A letter to Naked Gym Lady.






Hey, how’s it goin? Good… Good. 
So uh, we usually get ready in the locker room together every morning. 
I’m the blonde who stands next to you and sweats profusely 
as I blow dry my hair and sometimes have to hold up my 
shaky, weak arm as I apply eyeliner (damn pushups!) 
I also stand in a towel, sometimes two, 
and if either one happens to even slip a little I freak out like a child in the Penn State locker room.
I know we’re all women in the locker room, 
and maybe it’s because you’re just from a different generation than me, 
but I, how do I say this… 
Sometimes your naked wrinkly skin makes me a little uncomfortable. 
This isn’t an OBGYN office, certain body parts still make me blush. 
Even if those body parts appear to be hidden in various tucks and flaps of skin
 that I don't yet have at my youthful age,
 I still know they're there, and that freaks me out. 
Maybe I’m just being modest, which I am, 
but when you bend over to apply lotion or clip your toenails,
 or whatever the hell it is you’re doing down there for long periods of time, 
I get very nervous to turn around. 
I keep my eyes fixated straight ahead, 
nervous they might burn out of my sockets if I happen to see what’s lurking behind. 
Or in front… So you got a perm, that’s awesome. 
You like SoulGlo, even better. 
But is it necessary to walk to and from your locker five different times 
passing in front of every mirror possible so all angles are exposed? 
I can’t get ready if I have to keep my eyes closed. 

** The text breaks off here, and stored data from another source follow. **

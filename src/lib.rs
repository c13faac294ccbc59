//! # FARM Report
//!
//! A Rust library for decoding FARM (Field Accessible Reliability Metrics) device telemetry logs
//! and assembling them into a hierarchical, human-readable report.
//!
//! ## Features
//!
//! - **Status-aware decoding**: unsupported fields are dropped, invalid ones render as `"Invalid"`
//! - **Zero-copy input**: pages are read straight from a borrowed byte buffer
//! - **SATA and SAS layouts**: interface-specific fields and scale factors
//! - **Per-head arrays**: head counts clamped to what the log actually reports
//! - **Ordered output**: JSON or MessagePack with keys in document order
//!
//! ## Quick Start
//!
//! ```no_run
//! use farm_report::{FarmReader, ReportWriter};
//!
//! // Decode a FARM log dump
//! let reader = FarmReader::from_file("farm.bin")?;
//! let report = reader.report()?;
//!
//! println!("Decoded {} sections", report.sections().len());
//!
//! // Write to JSON
//! ReportWriter::new("output_directory")
//!     .write(&report, "farm")?;
//! # Ok::<(), farm_report::Error>(())
//! ```
//!
//! ## Field Encoding
//!
//! Every field is a little-endian 64-bit word:
//!
//! - **Byte 7**: status (bit 0 supported, bit 1 valid)
//! - **Byte 6**: encoding flags (bit 0 percent delta, bit 1 negative)
//! - **Bytes 0-5**: 48-bit payload
//!
//! ## Output Formats
//!
//! ### MessagePack
//!
//! ```no_run
//! use farm_report::{FarmReader, ReportFormat, ReportWriter};
//!
//! let report = FarmReader::from_file("farm.bin")?.report()?;
//!
//! let stats = ReportWriter::new("./output")
//!     .format(ReportFormat::MessagePack)
//!     .write_with_stats(&report, "farm")?;
//!
//! println!("{}", stats.summary());
//! # Ok::<(), farm_report::Error>(())
//! ```
//!
//! ## Advanced Usage
//!
//! ### Borrowed Buffers
//!
//! When the log already lives in memory, skip the reader and assemble directly:
//!
//! ```no_run
//! use farm_report::{assemble, DeviceProfile, DriveInterface, FarmLog};
//!
//! let buffer: Vec<u8> = std::fs::read("farm.bin")?;
//! let log = FarmLog::new(&buffer)?;
//! let profile = DeviceProfile {
//!     interface: Some(DriveInterface::Sata),
//!     identity: None,
//! };
//! let report = assemble(&log, &profile)?;
//! # Ok::<(), farm_report::Error>(())
//! ```
//!
//! ## Error Handling
//!
//! All operations return `Result<T, Error>`:
//!
//! ```no_run
//! use farm_report::{FarmReader, Error};
//!
//! match FarmReader::from_file("farm.bin").and_then(|reader| reader.report()) {
//!     Ok(report) => {
//!         // Use the report...
//!     }
//!     Err(Error::NullInput(msg)) => {
//!         eprintln!("Empty log: {}", msg);
//!     }
//!     Err(Error::NoDataAvailable) => {
//!         eprintln!("No FARM pages found");
//!     }
//!     Err(err) => {
//!         eprintln!("Error: {}", err);
//!     }
//! }
//! # Ok::<(), farm_report::Error>(())
//! ```

// Public API modules
pub mod error;
pub mod reader;
pub mod report;
pub mod writer;

// Re-export commonly used types
pub use error::{Error, Result};
pub use reader::{FarmReader, FarmReaderBuilder};
pub use report::{assemble, render_json, Report};
pub use telemetry::{FarmLog, Page, TimeRestrictedRange};
pub use writer::{ReportWriter, ReportWriterBuilder, WriteStats};

// Re-export models for users who need them
pub use models::{
    DecodedValue, DeviceIdentity, DeviceProfile, DriveInterface, ReportEntry, ReportFormat,
    ReportNode,
};

// Internal modules (public but not part of the high-level API)
pub mod aggregate;
pub mod decode;
pub mod field;
pub mod formats;
pub mod layout;
pub mod models;
pub mod pages;
pub mod telemetry;
pub mod text;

You’re comfortable with your body, I get that.
 But the problem is that I’m not. 
In your prime, (30+ years ago?) I bet your fun bags were quite the hit. 
But now your fun bags just hit. 
Everything. 
The counter top, your stomach, the sink, me if you pass by moving too quickly… 
So get those things under control. 
Wear a bra, tape them up, get a frontal baby carrier sling. 
I don’t know, just keep them away from me.
 Those nipples belong on the Discovery Channel and it scares the shit out of me. 
They’re just one strip of blue paint away from being given to Jewish children as dreidels. 
Let’s work together on this one and respect each other. 
You cover up a little, and I’ll stop avoiding eye contact with you. 
We can make this locker room a comfortable place for people of all ages. 
Except kids. Let's keep them in the daycare where they belong. 
But yeah, this is great! See you tomorrow morning!